E este era
decisivamente um discurso europeu, de quem nascera em França, de quem já
acreditava que Maomé morrera na cruz, de tanta escola e cultura em França,
terra que o tinha transformado de adolescente em adulto, de quem tinha
ultrapassado as fronteiras dos bairros, estudava na Universidade e se preparava
para invadir o espaço cultural francês, disso nem Stephanie tinha dúvidas.
Mas Ahmed tinha.
- Nascemos em França,
mas não nos sentimos franceses…
- Mas pensas e
expressas-te como cidadão europeu – Stephanie esboçava um protesto, porque essa
conversa de filho indesejado e relação fortuita não lhe parecia discurso de
muçulmano tradicional.
- E não somos tratados
como franceses…
- Mas se nem vocês se
sentem, como esperam que uma nação conservadora e republicana os vejam? – Pedro
não perdia nenhuma oportunidade de provocar o Che, e não era racismo, era
embirração com o personagem.
- E a democracia europeia
não deve assegurar a todos o que ajudaram a construir o ideal da Europa a
igualdade de direitos e, simultaneamente, o direito à diferença? Sobretudo
aqueles que se enterraram nas fundações, que se misturaram com o cimento da
construção europeia!
E não
nos podem interpretar mal quando, de tempos a tempos, sentimos o apelo do bom
selvagem, a vontade de regresso ás origens que não conhecemos, mas que os
nossos pais nos contaram, e estas ânsias, para vocês surpreendentes, coincidem
com os súbitos desvios da vossa (nossa) democracia à direita profunda, tão
bruscos quanto igualmente surpreendentes, multiplicação de bandeiras tricolores
em todos os edifícios vagamente públicos, ridícula confusão de identidade com
nacionalidade.
Pedro calou-se e
reconheceu a derrota.
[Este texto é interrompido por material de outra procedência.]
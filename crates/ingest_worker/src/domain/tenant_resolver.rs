use crate::domain::LedgerRecordBuilder;
use chrono::Utc;
use common::domain::{DomainResult, EventKind, LedgerRepository};
use common::telemetry::{ReportContext, ReportLevel, TelemetrySink};
use std::future::Future;
use std::sync::Arc;
use tracing::{debug, error, info, instrument, warn};

/// Outcome of attributing an event to a workspace
#[derive(Debug, Clone, PartialEq, Eq)]
pub enum Resolution {
    /// The handler ran to completion for the bound workspace
    Handled { workspace_id: i64 },
    /// The event carried no tenant identifier and was dropped
    NoTenant,
    /// The tenant has no binding. A notice was written to the meta workspace
    /// when `notice_id` is set; a failed notice write is reported only.
    Unregistered { notice_id: Option<i64> },
    /// The binding exists but its workspace id is null or zero
    MissingWorkspace,
    /// The lookup or the handler failed. The failure has been reported.
    Failed(String),
}

impl Resolution {
    /// Whether the event reached a final outcome. Only failures are worth redelivering.
    pub fn is_settled(&self) -> bool {
        !matches!(self, Resolution::Failed(_))
    }
}

/// Maps external tenant identifiers to workspaces and runs work in their scope.
///
/// Never returns an error: every failure is logged, reported to the
/// telemetry sink, and surfaced as [`Resolution::Failed`].
pub struct TenantResolver {
    repository: Arc<dyn LedgerRepository>,
    telemetry: Arc<dyn TelemetrySink>,
    records: LedgerRecordBuilder,
}

impl TenantResolver {
    pub fn new(
        repository: Arc<dyn LedgerRepository>,
        telemetry: Arc<dyn TelemetrySink>,
        records: LedgerRecordBuilder,
    ) -> Self {
        Self {
            repository,
            telemetry,
            records,
        }
    }

    /// Resolve `tenant_external_id` and invoke `handler` with the bound workspace id.
    ///
    /// `event` is the serialized envelope, nested into the unregistered-tenant
    /// notice when no binding exists.
    #[instrument(skip(self, event, handler), fields(event_type = %kind))]
    pub async fn with_resolved_workspace<F, Fut>(
        &self,
        tenant_external_id: Option<&str>,
        kind: EventKind,
        event: &serde_json::Value,
        handler: F,
    ) -> Resolution
    where
        F: FnOnce(i64) -> Fut,
        Fut: Future<Output = DomainResult<()>>,
    {
        let Some(tenant) = tenant_external_id.map(str::trim).filter(|id| !id.is_empty()) else {
            info!("event has no tenant identifier, dropping");
            return Resolution::NoTenant;
        };

        let context = ReportContext::new("tenant_resolver.with_resolved_workspace")
            .with("tenant_external_id", tenant)
            .with("event_type", kind);

        let binding = match self.repository.find_workspace_binding(tenant).await {
            Ok(binding) => binding,
            Err(e) => {
                error!(tenant_external_id = %tenant, error = %e, "workspace lookup failed");
                let reason = e.to_string();
                self.telemetry.report_exception(&e.into(), &context);
                return Resolution::Failed(reason);
            }
        };

        let Some(binding) = binding else {
            let notice_id = self.record_unregistered_tenant(tenant, event).await;
            return Resolution::Unregistered { notice_id };
        };

        let Some(workspace_id) = binding.usable_workspace_id() else {
            warn!(
                tenant_external_id = %tenant,
                workspace_id = ?binding.workspace_id,
                "workspace binding has no usable workspace id"
            );
            self.telemetry.report_message(
                "workspace binding has no usable workspace id",
                ReportLevel::Warning,
                &context,
            );
            return Resolution::MissingWorkspace;
        };

        debug!(tenant_external_id = %tenant, workspace_id, "tenant resolved");

        match handler(workspace_id).await {
            Ok(()) => Resolution::Handled { workspace_id },
            Err(e) => {
                error!(
                    tenant_external_id = %tenant,
                    workspace_id,
                    error = %e,
                    "event handler failed"
                );
                let reason = e.to_string();
                self.telemetry
                    .report_exception(&e.into(), &context.with("workspace_id", workspace_id));
                Resolution::Failed(reason)
            }
        }
    }

    /// Write a notice for a tenant without a workspace binding to the meta
    /// workspace. Returns the ledger id, or `None` when the write failed; the
    /// failure is reported and not retried.
    #[instrument(skip(self, event))]
    pub async fn record_unregistered_tenant(
        &self,
        tenant_external_id: &str,
        event: &serde_json::Value,
    ) -> Option<i64> {
        let record = self
            .records
            .new_tenant_notice(tenant_external_id, event, Utc::now());

        match self.repository.append_record(&record).await {
            Ok(notice_id) => {
                info!(
                    tenant_external_id,
                    notice_id,
                    meta_workspace_id = record.project_id,
                    "recorded unregistered tenant"
                );
                Some(notice_id)
            }
            Err(e) => {
                error!(tenant_external_id, error = %e, "failed to record unregistered tenant");
                self.telemetry.report_exception(
                    &e.into(),
                    &ReportContext::new("tenant_resolver.record_unregistered_tenant")
                        .with("tenant_external_id", tenant_external_id),
                );
                None
            }
        }
    }
}
//! Client build configuration.
//!
//! The backend base URL is baked in at compile time from `INKPOST_API_URL`,
//! since the WASM bundle has no process environment to read at runtime.

#[cfg(test)]
#[path = "config_test.rs"]
mod config_test;

pub const DEFAULT_API_URL: &str = "http://localhost:3000";

#[derive(Clone, Debug, PartialEq, Eq)]
pub struct ClientConfig {
    pub api_url: String,
}

impl ClientConfig {
    pub fn from_build_env() -> Self {
        Self::from_raw(option_env!("INKPOST_API_URL"))
    }

    pub fn from_raw(raw: Option<&str>) -> Self {
        Self { api_url: normalize_base_url(raw.unwrap_or(DEFAULT_API_URL)) }
    }
}

/// Trim whitespace and trailing slashes; blank input falls back to
/// [`DEFAULT_API_URL`].
pub fn normalize_base_url(raw: &str) -> String {
    let trimmed = raw.trim().trim_end_matches('/');
    if trimmed.is_empty() { DEFAULT_API_URL.to_owned() } else { trimmed.to_owned() }
}
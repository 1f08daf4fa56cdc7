//! Route guards for protected and guest-only pages.
//!
//! SYSTEM CONTEXT
//! ==============
//! Both guards read the shared `RwSignal<AuthState>`, derive a
//! [`GuardDecision`] and redirect through the router with history replace, so
//! the back button never lands on a page the user was bounced from.

use leptos::prelude::*;
use leptos::tachys::view::any_view::IntoAny;
use leptos_router::NavigateOptions;
use leptos_router::hooks::{use_location, use_navigate};

use crate::components::loader::Loader;
use crate::state::auth::AuthState;
use crate::util::auth::{GuardDecision, auth_guard_decision, guest_guard_decision};

/// Render `children` only for an authenticated user whose role is in
/// `allowed_roles` (any role when empty).
#[component]
pub fn AuthGuard(#[prop(optional)] allowed_roles: Vec<&'static str>, children: ChildrenFn) -> impl IntoView {
    let auth = expect_context::<RwSignal<AuthState>>();
    let location = use_location();
    let decision = Memo::new(move |_| {
        let pathname = location.pathname.get();
        auth.with(|state| auth_guard_decision(state, &pathname, &allowed_roles))
    });
    guarded(decision, children)
}

/// Render `children` only while nobody is signed in.
#[component]
pub fn GuestGuard(children: ChildrenFn) -> impl IntoView {
    let auth = expect_context::<RwSignal<AuthState>>();
    let decision = Memo::new(move |_| auth.with(guest_guard_decision));
    guarded(decision, children)
}

fn guarded(decision: Memo<GuardDecision>, children: ChildrenFn) -> impl IntoView {
    let navigate = use_navigate();
    Effect::new(move || {
        if let GuardDecision::Redirect(path) = decision.get() {
            navigate(path, NavigateOptions { replace: true, ..NavigateOptions::default() });
        }
    });

    move || match decision.get() {
        GuardDecision::Wait => view! { <Loader/> }.into_any(),
        GuardDecision::Render => children().into_any(),
        GuardDecision::Redirect(_) | GuardDecision::Blank => ().into_any(),
    }
}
O tipo era consistente.
E Ahmed, embalado pelo
encanto dos seus próprios argumentos, e pelo enlevo demonstrado pelos ouvintes,
sim, todos o cercavam enquanto desciam a escadaria do jardim, Sacré Coeur atrás
e atenta no monte, Pigalle em baixo provocante e certamente indecente,
explicava-lhes os sacrifícios dos pais, o racismo no seu mais puro quotidiano,
o grito de afirmação das manifestações de 84,a afirmação da cultura do
subúrbio, daquela vontade que apenas a juventude conhece, afirmação ou
desterro!
- E existem milhares
de desintegrados que vagueiam pelas estações de comboios à procura do que nunca
encontram, ilegais e que escorraçados se refugiam nos bairros e os
destabilizam, com a sua raiva – Joseph, parisiense, frequentador da noite de Monmartre
e Pigalle por vocação e conforto, sem quaisquer convicções específicas, apenas
pela musicalidade e pela estética dos bares, de Brel, das discussões pela noite
fora, ele parisiense também tinha direito a opinião, e exprimia-o.
Enquanto Ahmed anuía,
Michélle e Pedro sorriam, embalados um pelo outro, enquanto que, por exclusão,
Petra e Giovanni caminhavam silenciosos, olhos na lua ou na calçada, ouvidos em
Ahmed ou em ninguém, longe um do outro, vizinhos rodeados de montanhas.
Ninguém percebia como
este grupo se havia criado, talvez geração espontânea, mas este italiano, que
não cantava nem tocava aparentemente nada, que viajava e por aquela noite havia
encalhado, tinha tropeçado numa qualquer saída de emergência e parecia
sentir-se satisfeito por apenas não caminhar sozinho, todos acharam que uma
ambição tão modesta não poderia ferir ninguém e adoptaram-no!
Petra decidira
envolver Giovanni nesta existência de grupo, sorriu-lhe e aceitou a conversa
tímida, apenas geografia de lugares e coreografia de seres, era preciso
desentorpecer as nuvens de desalento que espreitavam as escadarias de
Monmartre.
Pois, a musicalidade
nocturna perdia sonoridade na madrugada do impossível.
Diferenças.
Impossível!
Mas Petra e o amor dos
outros imergiam a Argélia profunda.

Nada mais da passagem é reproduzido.